## Task directions
For the records that follow, please set down exactly the lines between the one holding "last = end." and the one holding "of a polyline.", inclusive, and only those.

## Collected data
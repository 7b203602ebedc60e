//! A listing column that renders the entity a result row references in a configurable view
//! mode. The entity is shown in the right translation, and only to viewers allowed to see it.
//!
//! The column is wired to its collaborators through a [`context::ContextTrait`]: a
//! [`TranslationResolver`] that loads the entity in the right language, an
//! [`AccessChecker`], an [`EntityViewRenderer`] and a [`ViewModeRegistry`]. Default
//! implementations are provided for the resolver ([`translation::TranslationRenderer`]) and
//! the registry ([`view_mode::EntityTypeRegistry`]).
//!
//! Example
//!
//! ```
//! use std::{collections::BTreeMap, convert::Infallible};
//!
//! use maud::{html, Markup};
//! use rendered_entity::{
//!     access::AllowAll, context::Context, entity::{EntityId, EntityTypeId},
//!     language::LanguageManager,
//!     options::{ColumnDefinition, ColumnOptions}, row::ResultRow,
//!     translation::{RenderingLanguage, TranslationRenderer}, view_mode::EntityTypeRegistry,
//!     EntityRef, EntityType, EntityViewRenderer, ListColumn, RenderedEntity, Translatable,
//!     ViewMode,
//! };
//! use unic_langid::{langid, LanguageIdentifier};
//!
//! #[derive(Clone, Debug, EntityType)]
//! #[entity(view_mode(name = "teaser"))]
//! struct Article {
//!     langcode: LanguageIdentifier,
//!     title: String,
//! }
//!
//! impl Translatable for Article {
//!     fn langcode(&self) -> &LanguageIdentifier {
//!         &self.langcode
//!     }
//!     fn translation(&self, _langcode: &LanguageIdentifier) -> Option<Self> {
//!         None
//!     }
//! }
//!
//! struct Templates;
//!
//! impl EntityViewRenderer<Article> for Templates {
//!     type Error = Infallible;
//!
//!     fn view(&self, article: &Article, view_mode: &ViewMode) -> Result<Markup, Infallible> {
//!         Ok(html! { article class=(view_mode.as_str()) { h2 { (article.title) } } })
//!     }
//! }
//!
//! let storage = BTreeMap::from([(
//!     (EntityTypeId::of::<Article>(), EntityId::from(1u64)),
//!     Article { langcode: langid!("en"), title: "Hello".to_string() },
//! )]);
//! let column = RenderedEntity::new(
//!     ColumnDefinition::new("article", "article"),
//!     ColumnOptions::new("teaser"),
//!     Context {
//!         resolver: TranslationRenderer::new(storage, RenderingLanguage::Row),
//!         access: AllowAll,
//!         renderer: Templates,
//!         view_modes: EntityTypeRegistry::new().entity::<Article>(),
//!         languages: LanguageManager::new(langid!("en")),
//!         viewer: (),
//!     },
//! );
//!
//! let row = ResultRow::new(0).with_entity(EntityRef::new("article", 1u64));
//! assert_eq!(
//!     column.render(&row).unwrap().into_string(),
//!     r#"<article class="teaser"><h2>Hello</h2></article>"#
//! );
//! ```

extern crate self as rendered_entity;

pub use access::AccessChecker;
pub use column::{ListColumn, RenderedEntity};
pub use entity::{EntityRef, EntityType, Translatable};
pub use render::EntityViewRenderer;
pub use translation::TranslationResolver;
pub use view_mode::{ViewMode, ViewModeRegistry};

pub mod access;
pub mod column;
pub mod context;
pub mod entity;
pub mod i18n;
pub mod input;
pub mod language;
pub mod options;
pub mod query;
pub mod render;
pub mod row;
pub mod translation;
pub mod view_mode;
use std::collections::BTreeMap;

use serde_json::Value;

use crate::entity::EntityRef;

/// One row of listing output.
///
/// Produced by the listing engine while executing its query; columns only ever read it.
#[derive(Clone, Debug, Default, PartialEq)]
pub struct ResultRow {
    /// position of the row in the result set
    pub index: usize,
    /// the entity of the listing's base table
    pub entity: Option<EntityRef>,
    /// entities reached through relationships, keyed by relationship id
    pub relationship_entities: BTreeMap<String, EntityRef>,
    /// raw field values keyed by their query alias
    pub values: BTreeMap<String, Value>,
}

impl ResultRow {
    pub fn new(index: usize) -> Self {
        Self {
            index,
            ..Default::default()
        }
    }

    pub fn with_entity(mut self, entity: EntityRef) -> Self {
        self.entity = Some(entity);
        self
    }

    pub fn with_relationship_entity(
        mut self,
        relationship: impl Into<String>,
        entity: EntityRef,
    ) -> Self {
        self.relationship_entities.insert(relationship.into(), entity);
        self
    }

    pub fn with_value(mut self, alias: impl Into<String>, value: impl Into<Value>) -> Self {
        self.values.insert(alias.into(), value.into());
        self
    }

    /// The entity reference for `relationship`, or the base entity when there is none.
    pub fn entity_ref(&self, relationship: Option<&str>) -> Option<&EntityRef> {
        match relationship {
            Some(r) => self.relationship_entities.get(r),
            None => self.entity.as_ref(),
        }
    }

    /// Where `reference` sits in this row: `Some(None)` for the base entity, `Some(Some(r))`
    /// for the entity of relationship `r`. A reference borrowed from this row is matched by
    /// address, so a base entity equal to a related one is not mistaken for it.
    pub fn relationship_of(&self, reference: &EntityRef) -> Option<Option<&str>> {
        let entries = || {
            self.entity
                .iter()
                .map(|e| (None, e))
                .chain(
                    self.relationship_entities
                        .iter()
                        .map(|(r, e)| (Some(r.as_str()), e)),
                )
        };
        entries()
            .find(|(_, e)| std::ptr::eq(*e, reference))
            .or_else(|| entries().find(|(_, e)| *e == reference))
            .map(|(r, _)| r)
    }

    pub fn value(&self, alias: &str) -> Option<&Value> {
        self.values.get(alias)
    }
}
use std::collections::BTreeMap;

use convert_case::{Case, Casing};
use derive_more::{Deref, Display, From, FromStr, Into};
use serde::{Deserialize, Serialize};

use crate::entity::{EntityType, EntityTypeId};

/// Name of the view mode every entity type supports.
pub const DEFAULT_VIEW_MODE: &str = "default";

/// Name of a display template of an entity type, e.g. `teaser`
#[derive(
    Clone, Debug, Deref, Display, From, FromStr, Into, PartialEq, Eq, PartialOrd, Ord, Hash, Serialize,
)]
#[serde(transparent)]
pub struct ViewMode(String);

impl ViewMode {
    pub fn as_str(&self) -> &str {
        &self.0
    }

    pub fn is_default(&self) -> bool {
        self.0 == DEFAULT_VIEW_MODE
    }
}

impl Default for ViewMode {
    fn default() -> Self {
        Self(DEFAULT_VIEW_MODE.to_string())
    }
}

impl From<&str> for ViewMode {
    fn from(value: &str) -> Self {
        Self(value.to_string())
    }
}

// an unset or empty stored value means `default`
impl<'de> Deserialize<'de> for ViewMode {
    fn deserialize<D: serde::Deserializer<'de>>(deserializer: D) -> Result<Self, D::Error> {
        let s = Option::<String>::deserialize(deserializer)?;
        Ok(match s {
            Some(s) if !s.is_empty() => Self(s),
            _ => Self::default(),
        })
    }
}

/// Knows which view modes each entity type advertises.
pub trait ViewModeRegistry {
    /// view mode id → human readable label
    fn view_mode_options(&self, entity_type: &EntityTypeId) -> BTreeMap<ViewMode, String>;

    fn has_view_mode(&self, entity_type: &EntityTypeId, view_mode: &ViewMode) -> bool {
        self.view_mode_options(entity_type).contains_key(view_mode)
    }
}

/// A [`ViewModeRegistry`] built from entity type declarations.
#[derive(Clone, Debug, Default)]
pub struct EntityTypeRegistry {
    view_modes: BTreeMap<EntityTypeId, BTreeMap<ViewMode, String>>,
}

impl EntityTypeRegistry {
    pub fn new() -> Self {
        Self::default()
    }

    /// register an entity type and its view modes
    pub fn entity<E: EntityType>(self) -> Self {
        self.view_modes(E::entity_type_id(), E::view_modes().iter().copied())
    }

    /// Register view modes for an entity type by id. Labels left empty are derived from the
    /// view mode name.
    pub fn view_modes<'a>(
        mut self,
        entity_type: impl Into<EntityTypeId>,
        modes: impl IntoIterator<Item = (&'a str, &'a str)>,
    ) -> Self {
        let options = self.view_modes.entry(entity_type.into()).or_default();
        for (name, label) in modes {
            let label = match label {
                "" => name.to_case(Case::Title),
                l => l.to_string(),
            };
            options.insert(name.into(), label);
        }
        self
    }
}

impl ViewModeRegistry for EntityTypeRegistry {
    fn view_mode_options(&self, entity_type: &EntityTypeId) -> BTreeMap<ViewMode, String> {
        let mut options = BTreeMap::from([(ViewMode::default(), "Default".to_string())]);
        if let Some(modes) = self.view_modes.get(entity_type) {
            options.extend(modes.iter().map(|(k, v)| (k.clone(), v.clone())));
        }
        options
    }
}
use std::borrow::Cow;

use convert_case::{Case, Casing};
use proc_macro2::{Ident, Span, TokenStream};
use proc_macro_crate::{crate_name, FoundCrate};
use quote::quote;

pub fn found_crate() -> TokenStream {
    let found_crate =
        crate_name("rendered-entity").expect("rendered-entity is present in `Cargo.toml`");
    match found_crate {
        FoundCrate::Itself => quote!(rendered_entity),
        FoundCrate::Name(name) => {
            let ident = Ident::new(&name, Span::call_site());
            quote!( ::#ident )
        }
    }
}

pub fn renamed_name<'a>(
    s: String,
    rename: Option<impl Into<Cow<'a, str>>>,
    case: Option<Case>,
) -> Cow<'a, str> {
    rename.map(Into::into).unwrap_or_else(|| match case {
        Some(case) => s.to_case(case).into(),
        None => s.into(),
    })
}
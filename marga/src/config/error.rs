//! Configuration loading errors.

use thiserror::Error;

/// Config load error
#[derive(Debug, Clone, PartialEq, Error)]
pub enum ConfigLoadError {
    /// I/O error
    #[error("IO error: {0}")]
    Io(String),
    /// Parse error
    #[error("Parse error: {0}")]
    Parse(String),
}
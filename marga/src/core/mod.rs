//! Core types for the Marga planner.
//!
//! ## Type Categories
//!
//! ### Coordinates
//! - [`Point2D`]: Floating-point plane coordinates
//! - [`GridCoord`]: Integer cell indices used by the grid pathfinder
//!
//! ### Obstacles
//! - [`Obstacle`]: Circle center; the clearance radius is shared per request
//!
//! ### Geometry
//! - [`distance`], [`distance_to_segment`], [`distance_to_line`]

mod geometry;
mod obstacle;
mod point;

pub use geometry::{distance, distance_to_line, distance_to_segment};
pub use obstacle::Obstacle;
pub use point::{GridCoord, Point2D};
//! A* pathfinding types.

use crate::core::GridCoord;
use crate::error::{Result, require_positive, require_within};
use crate::route::Route;
use serde::{Deserialize, Serialize};
use std::cmp::Ordering;

/// Most cells a single obstacle grid may hold.
pub const MAX_GRID_CELLS: usize = 1 << 26;

/// A node in the search arena
#[derive(Clone, Debug)]
pub(super) struct SearchNode {
    pub coord: GridCoord,
    pub g_cost: f32, // Cost from start, plane units
    pub parent: Option<usize>,
}

/// Frontier entry pointing into the node arena
#[derive(Clone, Copy, Debug)]
pub(super) struct FrontierEntry {
    pub f_cost: f32,
    pub h_cost: f32,
    pub seq: u64,
    pub node: usize,
}

impl Eq for FrontierEntry {}

impl PartialEq for FrontierEntry {
    fn eq(&self, other: &Self) -> bool {
        self.cmp(other) == Ordering::Equal
    }
}

impl Ord for FrontierEntry {
    fn cmp(&self, other: &Self) -> Ordering {
        // Reverse ordering for min-heap behavior: lowest f, then lowest h,
        // then earliest pushed
        other
            .f_cost
            .total_cmp(&self.f_cost)
            .then_with(|| other.h_cost.total_cmp(&self.h_cost))
            .then_with(|| other.seq.cmp(&self.seq))
    }
}

impl PartialOrd for FrontierEntry {
    fn partial_cmp(&self, other: &Self) -> Option<Ordering> {
        Some(self.cmp(other))
    }
}

/// Grid search configuration
#[derive(Clone, Debug, PartialEq, Serialize, Deserialize)]
pub struct GridConfig {
    /// Cell side length in plane units
    pub cell_size: f32,
    /// Side length of the square search area `[0, extent)²`
    pub grid_extent: f32,
    /// Extra buffer added to the clearance radius when blocking cells
    pub inflation_margin: f32,
    /// Maximum number of cells to expand before giving up
    pub max_iterations: usize,
}

impl Default for GridConfig {
    fn default() -> Self {
        Self {
            cell_size: 5.0,
            grid_extent: 800.0,
            inflation_margin: 6.0,
            max_iterations: 1_000_000,
        }
    }
}

impl GridConfig {
    /// Default configuration with custom cell size and extent
    pub fn with_grid(cell_size: f32, grid_extent: f32) -> Self {
        Self {
            cell_size,
            grid_extent,
            ..Default::default()
        }
    }

    /// Set the inflation margin
    pub fn with_inflation_margin(mut self, margin: f32) -> Self {
        self.inflation_margin = margin;
        self
    }

    /// Set the iteration cap
    pub fn with_max_iterations(mut self, max_iterations: usize) -> Self {
        self.max_iterations = max_iterations;
        self
    }

    /// Cells per grid side, `ceil(extent / cell_size)`.
    ///
    /// Grids with more than [`MAX_GRID_CELLS`] cells are rejected.
    pub fn cells_per_side(&self) -> Result<i32> {
        require_positive("cell_size", self.cell_size)?;
        require_positive("grid_extent", self.grid_extent)?;
        let side = (self.grid_extent as f64 / self.cell_size as f64).ceil();
        require_within("grid cells", side * side, MAX_GRID_CELLS)?;
        Ok(side as i32)
    }

    /// Smallest margin for which straight moves between unblocked cell
    /// centers can never cut inside the clearance radius.
    pub fn safe_inflation_margin(&self) -> f32 {
        self.cell_size * std::f32::consts::FRAC_1_SQRT_2
    }
}

/// Result of a successful grid search
#[derive(Clone, Debug)]
pub struct GridPath {
    /// Path as cell coordinates, start cell first
    pub cells: Vec<GridCoord>,
    /// Path through the cell centers
    pub route: Route,
    /// Total path cost in plane units
    pub cost: f32,
    /// Number of cells expanded during search
    pub nodes_expanded: usize,
}

impl GridPath {
    /// Path length in cells
    pub fn length_cells(&self) -> usize {
        self.cells.len()
    }
}
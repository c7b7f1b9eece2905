//! Planner and smoothing configuration sections.

use serde::{Deserialize, Serialize};

use crate::planner::FallbackStrategy;
use crate::query::ClearanceMode;

use super::defaults;

/// Planner settings section
#[derive(Clone, Debug, Serialize, Deserialize)]
pub struct PlannerSection {
    /// Minimum distance between the route and any obstacle center
    #[serde(default = "defaults::clearance")]
    pub clearance: f32,

    /// Search used when the straight route is blocked ("grid" or "detour")
    #[serde(default)]
    pub fallback: FallbackStrategy,

    /// Segment measurement for route validation ("segment" or "infinite_line")
    #[serde(default)]
    pub clearance_mode: ClearanceMode,

    /// Start and end grid routes at the exact request points
    #[serde(default = "defaults::enabled")]
    pub anchor_endpoints: bool,
}

impl Default for PlannerSection {
    fn default() -> Self {
        Self {
            clearance: defaults::clearance(),
            fallback: FallbackStrategy::default(),
            clearance_mode: ClearanceMode::default(),
            anchor_endpoints: true,
        }
    }
}

/// Route smoothing settings
#[derive(Clone, Debug, Serialize, Deserialize)]
pub struct SmoothingSection {
    /// Enable line-of-sight smoothing of grid routes
    #[serde(default)]
    pub enabled: bool,

    /// Line-of-sight check step (plane units)
    #[serde(default = "defaults::los_step")]
    pub los_step_size: f32,
}

impl Default for SmoothingSection {
    fn default() -> Self {
        Self {
            enabled: false,
            los_step_size: defaults::los_step(),
        }
    }
}
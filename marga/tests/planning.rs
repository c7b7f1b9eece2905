//! End-to-end planning tests through the public API.

mod common;

use approx::assert_relative_eq;
use marga::{
    FallbackStrategy, GridConfig, MargaConfig, Obstacle, PlanError, PlanState, PlannerConfig,
    Point2D, RoutePlanner, SearchFailure, Strategy, detour_route, find_path, min_clearance,
    status_line, try_direct_route,
};

use common::CLEARANCE;

// ============================================================================
// Direct router
// ============================================================================

#[test]
fn test_direct_open_field() {
    let route = try_direct_route(
        Point2D::new(0.0, 0.0),
        Point2D::new(100.0, 0.0),
        &[],
        CLEARANCE,
        5.0,
    )
    .unwrap();

    assert_eq!(route.len(), 21);
    assert_eq!(route.points[0], Point2D::new(0.0, 0.0));
    assert_eq!(route.points[20], Point2D::new(100.0, 0.0));
    assert!(route.points.iter().all(|p| p.y == 0.0));
}

#[test]
fn test_direct_blocked_by_obstacle_on_line() {
    let result = try_direct_route(
        Point2D::new(0.0, 0.0),
        Point2D::new(100.0, 0.0),
        &[Obstacle::new(50.0, 0.0)],
        CLEARANCE,
        5.0,
    );
    assert!(matches!(result, Err(PlanError::Blocked { .. })));
    assert!(result.unwrap_err().is_recoverable());
}

// ============================================================================
// Grid pathfinder
// ============================================================================

#[test]
fn test_grid_degenerate_request() {
    let p = Point2D::new(10.0, 10.0);
    let route = find_path(p, p, &[], CLEARANCE, 5.0, 800.0).unwrap();
    assert_eq!(route.len(), 1);
    assert_eq!(route.length, 0.0);
}

#[test]
fn test_grid_enclosed_goal() {
    let goal = Point2D::new(602.5, 202.5);
    let obstacles = common::ring(goal, 40.0, 16);
    let result = find_path(Point2D::new(50.0, 50.0), goal, &obstacles, CLEARANCE, 5.0, 800.0);
    assert!(matches!(
        result,
        Err(PlanError::NotFound {
            reason: SearchFailure::NoPath,
            ..
        })
    ));
}

#[test]
fn test_grid_open_field_matches_octile_distance() {
    // 30 cells right, 80 cells up
    let route = find_path(
        Point2D::new(52.5, 52.5),
        Point2D::new(202.5, 452.5),
        &[],
        CLEARANCE,
        5.0,
        800.0,
    )
    .unwrap();
    let expected = 5.0 * (50.0 + 30.0 * std::f32::consts::SQRT_2);
    assert_relative_eq!(route.length, expected, max_relative = 1e-4);
}

#[test]
fn test_grid_routes_around_wall() {
    let obstacles = common::wall(400.0, 100.0, 700.0, 15.0);
    let route = find_path(
        Point2D::new(300.0, 400.0),
        Point2D::new(500.0, 400.0),
        &obstacles,
        CLEARANCE,
        5.0,
        800.0,
    )
    .unwrap();

    assert!(route.length > 400.0);
    for p in &route.points {
        assert!(common::is_clear(*p, &obstacles, CLEARANCE));
    }
}

// ============================================================================
// Detour walker
// ============================================================================

#[test]
fn test_detour_cannot_escape_dense_ring() {
    common::init_logging();
    // Every point between radius ~10.1 and ~49.4 of the center is within 20
    // of the ring. That band is wider than one 30-unit sidestep, so no walk
    // out of the ring keeps clearance at all of its waypoints.
    let start = Point2D::new(400.0, 400.0);
    let end = Point2D::new(600.0, 400.0);
    let obstacles = common::ring(start, 30.0, 24);

    match detour_route(start, end, &obstacles, CLEARANCE, 1.0) {
        Ok(route) => {
            assert_eq!(route.end(), Some(end));
            assert!(min_clearance(&route.points, &obstacles, CLEARANCE) < CLEARANCE);
        }
        Err(e) => assert!(matches!(e, PlanError::Failed { .. })),
    }

    let planner =
        RoutePlanner::new(PlannerConfig::default().with_fallback(FallbackStrategy::Detour));
    let result = planner.plan(start, end, &obstacles);
    assert!(
        matches!(result, Err(PlanError::Failed { .. })),
        "expected Failed, got {:?}",
        result
    );
}

// ============================================================================
// Route planner
// ============================================================================

#[test]
fn test_planner_prefers_direct() {
    common::init_logging();
    let obstacles = [Obstacle::new(300.0, 300.0)];
    let outcome = RoutePlanner::with_defaults()
        .plan(Point2D::new(100.0, 100.0), Point2D::new(200.0, 150.0), &obstacles)
        .unwrap();

    assert_eq!(outcome.strategy, Strategy::Direct);
    assert_eq!(outcome.states.len(), 3);
    assert!(outcome.min_clearance >= CLEARANCE);
}

#[test]
fn test_planner_falls_back_to_grid() {
    common::init_logging();
    let obstacles = common::wall(400.0, 200.0, 600.0, 15.0);
    let start = Point2D::new(300.0, 400.0);
    let end = Point2D::new(500.0, 400.0);

    let outcome = RoutePlanner::with_defaults().plan(start, end, &obstacles).unwrap();

    assert_eq!(outcome.strategy, Strategy::Grid);
    assert_eq!(outcome.route.start(), Some(start));
    assert_eq!(outcome.route.end(), Some(end));
    assert!(outcome.min_clearance >= CLEARANCE);
    assert!(outcome.direct_blocked_clearance.is_some());
    assert_eq!(
        outcome.states[2],
        PlanState::Fallback {
            strategy: FallbackStrategy::Grid
        }
    );
    assert!(outcome.states.last().unwrap().is_terminal());
}

#[test]
fn test_planner_detour_never_returns_unsafe_route() {
    // Two obstacles straddling the line: the walker sidesteps from the
    // first straight into the second one's radius.
    let obstacles = [Obstacle::new(200.0, 100.0), Obstacle::new(179.0, 131.0)];
    let config = PlannerConfig::default().with_fallback(FallbackStrategy::Detour);
    let result = RoutePlanner::new(config).plan(
        Point2D::new(100.0, 100.0),
        Point2D::new(300.0, 100.0),
        &obstacles,
    );

    match result {
        Ok(outcome) => {
            // Any route that comes back must be clear
            for p in &outcome.route.points {
                assert!(common::is_clear(*p, &obstacles, CLEARANCE));
            }
        }
        Err(e) => assert!(matches!(e, PlanError::Failed { .. })),
    }
}

#[test]
fn test_planner_from_yaml_config() {
    let yaml = r#"
planner:
  clearance: 10.0
  fallback: grid
grid:
  cell_size: 2.0
  extent: 200.0
  inflation_margin: 2.0
"#;
    let config = MargaConfig::from_yaml(yaml).unwrap();
    let planner = RoutePlanner::new(config.to_planner_config());

    let obstacles = [Obstacle::new(100.0, 100.0)];
    let outcome = planner
        .plan(Point2D::new(50.0, 100.0), Point2D::new(150.0, 100.0), &obstacles)
        .unwrap();
    assert_eq!(outcome.strategy, Strategy::Grid);
    assert!(outcome.min_clearance >= 10.0);

    let outside = planner.plan(Point2D::new(50.0, 100.0), Point2D::new(250.0, 100.0), &obstacles);
    assert_eq!(outside.unwrap_err().code(), "INVALID_INPUT");
}

#[test]
fn test_status_lines() {
    let planner = RoutePlanner::with_defaults();
    let ok = planner.plan(Point2D::new(100.0, 100.0), Point2D::new(350.0, 100.0), &[]);
    assert_eq!(status_line(&ok, 10.0), "Route is set. Distance: 25 meters.");

    let goal = Point2D::new(402.5, 402.5);
    let enclosed = planner.plan(Point2D::new(100.0, 100.0), goal, &common::ring(goal, 40.0, 16));
    assert!(status_line(&enclosed, 10.0).starts_with("No route exists"));
}

#[test]
fn test_custom_grid_config() {
    let config = PlannerConfig {
        grid: GridConfig::with_grid(10.0, 400.0).with_inflation_margin(8.0),
        ..Default::default()
    };
    let obstacles = [Obstacle::new(200.0, 200.0)];
    let outcome = RoutePlanner::new(config)
        .plan(Point2D::new(150.0, 200.0), Point2D::new(250.0, 200.0), &obstacles)
        .unwrap();
    assert_eq!(outcome.strategy, Strategy::Grid);
    assert!(outcome.min_clearance >= CLEARANCE);
}
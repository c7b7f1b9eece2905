//! Planned routes.

use serde::{Deserialize, Serialize};

use crate::core::Point2D;

/// Consecutive points closer than this are considered duplicates.
const DUPLICATE_EPSILON: f32 = 1e-4;

/// An ordered sequence of waypoints joined by straight segments.
#[derive(Clone, Debug, PartialEq, Default, Serialize, Deserialize)]
pub struct Route {
    /// Waypoints, first = start, last = end.
    pub points: Vec<Point2D>,
    /// Total route length in plane units.
    pub length: f32,
}

impl Route {
    /// Create a route from waypoints, computing its length.
    pub fn new(points: Vec<Point2D>) -> Self {
        let length = path_length(&points);
        Self { points, length }
    }

    /// A route consisting of a single point.
    pub fn single(point: Point2D) -> Self {
        Self {
            points: vec![point],
            length: 0.0,
        }
    }

    /// Create a route, dropping consecutive duplicate waypoints.
    pub fn deduplicated(points: impl IntoIterator<Item = Point2D>) -> Self {
        let mut kept: Vec<Point2D> = Vec::new();
        for p in points {
            push_distinct(&mut kept, p);
        }
        Self::new(kept)
    }

    /// Check if the route has no waypoints.
    pub fn is_empty(&self) -> bool {
        self.points.is_empty()
    }

    /// Number of waypoints.
    pub fn len(&self) -> usize {
        self.points.len()
    }

    /// First waypoint.
    pub fn start(&self) -> Option<Point2D> {
        self.points.first().copied()
    }

    /// Last waypoint.
    pub fn end(&self) -> Option<Point2D> {
        self.points.last().copied()
    }

    /// Iterate over the connecting segments as (from, to) pairs.
    pub fn segments(&self) -> impl Iterator<Item = (Point2D, Point2D)> + '_ {
        self.points.windows(2).map(|w| (w[0], w[1]))
    }

    /// Route length converted to display units.
    pub fn length_in(&self, units_per_display_unit: f32) -> f32 {
        if units_per_display_unit <= 0.0 {
            return self.length;
        }
        self.length / units_per_display_unit
    }
}

/// Total length of a polyline.
pub fn path_length(points: &[Point2D]) -> f32 {
    points.windows(2).map(|w| w[0].distance(&w[1])).sum()
}

/// Append `point` unless it repeats the current last point.
pub(crate) fn push_distinct(points: &mut Vec<Point2D>, point: Point2D) {
    match points.last() {
        Some(last) if last.distance_squared(&point) < DUPLICATE_EPSILON * DUPLICATE_EPSILON => {}
        _ => points.push(point),
    }
}

#[cfg(test)]
mod tests {
    use super::*;

    #[test]
    fn test_route_length() {
        let route = Route::new(vec![
            Point2D::new(0.0, 0.0),
            Point2D::new(3.0, 4.0),
            Point2D::new(3.0, 10.0),
        ]);
        assert!((route.length - 11.0).abs() < 1e-5);
        assert_eq!(route.segments().count(), 2);
        assert_eq!(route.start(), Some(Point2D::new(0.0, 0.0)));
        assert_eq!(route.end(), Some(Point2D::new(3.0, 10.0)));
    }

    #[test]
    fn test_single_point_route() {
        let route = Route::single(Point2D::new(10.0, 10.0));
        assert_eq!(route.len(), 1);
        assert_eq!(route.length, 0.0);
        assert_eq!(route.segments().count(), 0);
    }

    #[test]
    fn test_deduplicated() {
        let p = Point2D::new(1.0, 1.0);
        let q = Point2D::new(2.0, 1.0);
        let route = Route::deduplicated([p, p, q, q, p]);
        assert_eq!(route.points, vec![p, q, p]);
    }

    #[test]
    fn test_length_in_display_units() {
        let route = Route::new(vec![Point2D::ZERO, Point2D::new(250.0, 0.0)]);
        assert!((route.length_in(10.0) - 25.0).abs() < 1e-5);
        assert_eq!(route.length_in(0.0), route.length);
    }

    #[test]
    fn test_empty_route() {
        let route = Route::default();
        assert!(route.is_empty());
        assert_eq!(route.start(), None);
        assert_eq!(path_length(&route.points), 0.0);
    }
}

## Answer to the exercise
    /// Waypoints, first = start, last = end.
    pub points: Vec<Point2D>,
    /// Total route length in plane units.
    pub length: f32,
}

impl Route {
    /// Create a route from waypoints, computing its length.
    pub fn new(points: Vec<Point2D>) -> Self {
        let length = path_length(&points);
        Self { points, length }
    }

    /// A route consisting of a single point.
    pub fn single(point: Point2D) -> Self {
        Self {
            points: vec![point],
            length: 0.0,
        }
    }

    /// Create a route, dropping consecutive duplicate waypoints.
    pub fn deduplicated(points: impl IntoIterator<Item = Point2D>) -> Self {
        let mut kept: Vec<Point2D> = Vec::new();
        for p in points {
            push_distinct(&mut kept, p);
        }
        Self::new(kept)
    }

    /// Check if the route has no waypoints.
    pub fn is_empty(&self) -> bool {
        self.points.is_empty()
    }

    /// Number of waypoints.
    pub fn len(&self) -> usize {
        self.points.len()
    }

    /// First waypoint.
    pub fn start(&self) -> Option<Point2D> {
        self.points.first().copied()
    }

    /// Last waypoint.
    pub fn end(&self) -> Option<Point2D> {
        self.points.last().copied()
    }

    /// Iterate over the connecting segments as (from, to) pairs.
    pub fn segments(&self) -> impl Iterator<Item = (Point2D, Point2D)> + '_ {
        self.points.windows(2).map(|w| (w[0], w[1]))
    }

    /// Route length converted to display units.
    pub fn length_in(&self, units_per_display_unit: f32) -> f32 {
        if units_per_display_unit <= 0.0 {
            return self.length;
        }
        self.length / units_per_display_unit
    }
}

/// Total length of a polyline.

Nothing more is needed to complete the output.